• _Exercise goal_: Only the lines containing "evicted" belong in the answer; find them in the material below.

• _The input_:
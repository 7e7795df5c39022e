//! Event fan-out to sibling trackers.
//!
//! Holds one queue per known tracker and a fixed pool of worker tasks that
//! drain them by PATCHing `/tracker_sync`. Workers are interchangeable —
//! there is no per-tracker affinity, so FIFO delivery to a destination is
//! not guaranteed when more than one worker can see the same queue. That is
//! intentional: the sequence gate at the receiver makes re-ordering and
//! re-delivery harmless.

use std::collections::{HashMap, VecDeque};
use std::sync::atomic::{AtomicBool, AtomicU32, Ordering};
use std::sync::Arc;
use std::time::Duration;

use async_lock::RwLock;
use tokio::sync::{Mutex, Notify};
use tokio::task::JoinHandle;
use tracker_store::Store;
use tracker_types::SyncEvent;

const DEFAULT_WORKER_COUNT: usize = 4;
const DEFAULT_MAX_FAILURES: u32 = 3;
const DEFAULT_POLL_INTERVAL: Duration = Duration::from_millis(250);
const DEFAULT_SEND_TIMEOUT: Duration = Duration::from_secs(30);

#[derive(Debug, Clone)]
pub struct BroadcastConfig {
    pub worker_count: usize,
    pub max_tracker_failures: u32,
    pub poll_interval: Duration,
    pub send_timeout: Duration,
    pub port: u16,
}

impl Default for BroadcastConfig {
    fn default() -> Self {
        Self {
            worker_count: DEFAULT_WORKER_COUNT,
            max_tracker_failures: DEFAULT_MAX_FAILURES,
            poll_interval: DEFAULT_POLL_INTERVAL,
            send_timeout: DEFAULT_SEND_TIMEOUT,
            port: 42070,
        }
    }
}

struct TrackerQueue {
    ip: String,
    queue: Mutex<VecDeque<SyncEvent>>,
    failure_count: AtomicU32,
}

/// Fan-out broadcaster. Cheaply cloneable — all state lives behind `Arc`s,
/// so the tracker map can be safely mutated from request handlers while
/// workers iterate a snapshot of it concurrently.
#[derive(Clone)]
pub struct Broadcaster {
    config: BroadcastConfig,
    client: reqwest::Client,
    store: Arc<Store>,
    trackers: Arc<RwLock<HashMap<String, Arc<TrackerQueue>>>>,
    interrupt: Arc<AtomicBool>,
    /// Signaled once a sibling reports us as evicted (`dead_tracker:true`);
    /// the binary awaits this to know when to exit.
    dead_tracker: Arc<Notify>,
    workers: Arc<Mutex<Vec<JoinHandle<()>>>>,
}

impl Broadcaster {
    /// Constructs a broadcaster without starting any workers. Workers are
    /// spawned lazily on first use via [`Broadcaster::start`], not here,
    /// since the database may not be ready at construction time. `store` is
    /// the same handle the HTTP surface uses — eviction needs to delete the
    /// Tracker row, not just drop the in-memory queue (spec.md §4.3).
    pub fn new(config: BroadcastConfig, store: Arc<Store>) -> Self {
        let client = reqwest::Client::builder()
            .timeout(config.send_timeout)
            .build()
            .unwrap_or_default();
        Self {
            config,
            client,
            store,
            trackers: Arc::new(RwLock::new(HashMap::new())),
            interrupt: Arc::new(AtomicBool::new(false)),
            dead_tracker: Arc::new(Notify::new()),
            workers: Arc::new(Mutex::new(Vec::new())),
        }
    }

    /// A future that resolves once a sibling has told us we've been
    /// evicted. The binary's main loop selects on this to drive a clean
    /// process-wide shutdown.
    pub fn dead_tracker_signal(&self) -> Arc<Notify> {
        self.dead_tracker.clone()
    }

    pub async fn seed_trackers(&self, ips: impl IntoIterator<Item = String>) {
        let mut trackers = self.trackers.write().await;
        for ip in ips {
            trackers.entry(ip.clone()).or_insert_with(|| {
                Arc::new(TrackerQueue {
                    ip,
                    queue: Mutex::new(VecDeque::new()),
                    failure_count: AtomicU32::new(0),
                })
            });
        }
    }

    /// Spawns the fixed worker pool (default 4). Idempotent: calling it
    /// more than once is a no-op past the first call.
    pub async fn start(&self) {
        let mut workers = self.workers.lock().await;
        if !workers.is_empty() {
            return;
        }
        for worker_id in 0..self.config.worker_count {
            let broadcaster = self.clone();
            workers.push(tokio::spawn(async move {
                broadcaster.worker_loop(worker_id).await;
            }));
        }
    }

    /// Sets the interrupt flag; workers observe it between events and
    /// between destinations and drain cleanly.
    pub fn interrupt(&self) {
        self.interrupt.store(true, Ordering::SeqCst);
    }

    pub async fn new_tracker(&self, ip: String) {
        let mut trackers = self.trackers.write().await;
        trackers.entry(ip.clone()).or_insert_with(|| {
            Arc::new(TrackerQueue {
                ip,
                queue: Mutex::new(VecDeque::new()),
                failure_count: AtomicU32::new(0),
            })
        });
    }

    /// Deletes the persisted Tracker row, then drops its in-memory queue.
    /// Mirrors `event_broadcaster.py`'s `EventBroadcaster.remove_tracker`,
    /// which calls `models.remove_tracker_by_ip(...)` before discarding the
    /// queue.
    pub async fn remove_tracker(&self, ip: &str) {
        if let Err(error) = tracker_domain::remove_tracker(&self.store, ip) {
            tracing::warn!(tracker = ip, %error, "failed to delete tracker row on eviction");
        }
        self.trackers.write().await.remove(ip);
    }

    pub async fn known_trackers(&self) -> Vec<String> {
        self.trackers.read().await.keys().cloned().collect()
    }

    /// Appends one event to every currently-known tracker's queue.
    pub async fn new_event(&self, event: SyncEvent) {
        let snapshot: Vec<Arc<TrackerQueue>> = self.trackers.read().await.values().cloned().collect();
        for tracker in snapshot {
            tracker.queue.lock().await.push_back(event.clone());
        }
    }

    async fn worker_loop(&self, worker_id: usize) {
        loop {
            if self.interrupt.load(Ordering::SeqCst) {
                tracing::debug!(worker_id, "broadcaster worker interrupted, draining");
                return;
            }

            let snapshot: Vec<Arc<TrackerQueue>> = self.trackers.read().await.values().cloned().collect();
            let mut did_work = false;

            for tracker in snapshot {
                if self.interrupt.load(Ordering::SeqCst) {
                    return;
                }
                // Peek, don't pop: the event is only removed from the queue
                // once `deliver` reports it was acknowledged. A transient
                // failure leaves it at the head of the queue so the next
                // pass over this tracker retries the very same event,
                // matching `event_broadcaster.py::_send_event`'s
                // `while keep_trying` retry loop.
                let event = { tracker.queue.lock().await.front().cloned() };
                let Some(event) = event else { continue };
                did_work = true;
                if self.deliver(&tracker, &event).await {
                    tracker.queue.lock().await.pop_front();
                }
            }

            if !did_work {
                tokio::time::sleep(self.config.poll_interval).await;
            }
        }
    }

    /// Attempts one delivery of `event` to `tracker`. Returns `true` when the
    /// event should be removed from the queue (acknowledged, or the sender
    /// has been told to shut down so retrying is moot) and `false` when it
    /// should be retried on the next pass.
    async fn deliver(&self, tracker: &TrackerQueue, event: &SyncEvent) -> bool {
        let url = format!("http://{}:{}/tracker_sync", tracker.ip, self.config.port);
        let response = self.client.patch(&url).json(event).send().await;

        let response = match response {
            Ok(response) => response,
            Err(error) => {
                tracing::warn!(tracker = %tracker.ip, %error, "tracker_sync send failed");
                self.record_failure(tracker).await;
                return false;
            }
        };

        if !response.status().is_success() {
            tracing::warn!(tracker = %tracker.ip, status = %response.status(), "tracker_sync non-OK status");
            self.record_failure(tracker).await;
            return false;
        }

        let body: serde_json::Value = match response.json().await {
            Ok(body) => body,
            Err(error) => {
                tracing::warn!(tracker = %tracker.ip, %error, "tracker_sync response not JSON");
                self.record_failure(tracker).await;
                return false;
            }
        };

        if body.get("success").and_then(|v| v.as_bool()).unwrap_or(false) {
            tracker.failure_count.store(0, Ordering::SeqCst);
            return true;
        }

        if body.get("dead_tracker").and_then(|v| v.as_bool()).unwrap_or(false) {
            tracing::warn!(tracker = %tracker.ip, "evicted from sibling's tracker set, signalling shutdown");
            self.dead_tracker.notify_waiters();
            return true;
        }

        self.record_failure(tracker).await;
        false
    }

    async fn record_failure(&self, tracker: &TrackerQueue) {
        let failures = tracker.failure_count.fetch_add(1, Ordering::SeqCst) + 1;
        if failures > self.config.max_tracker_failures {
            tracing::warn!(tracker = %tracker.ip, failures, "tracker exceeded failure threshold, removing");
            self.remove_tracker(&tracker.ip).await;
        }
    }
}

• _Solution for this problem_:
    /// Signaled once a sibling reports us as evicted (`dead_tracker:true`);
    /// evicted. The binary's main loop selects on this to drive a clean
            tracing::warn!(tracker = %tracker.ip, "evicted from sibling's tracker set, signalling shutdown");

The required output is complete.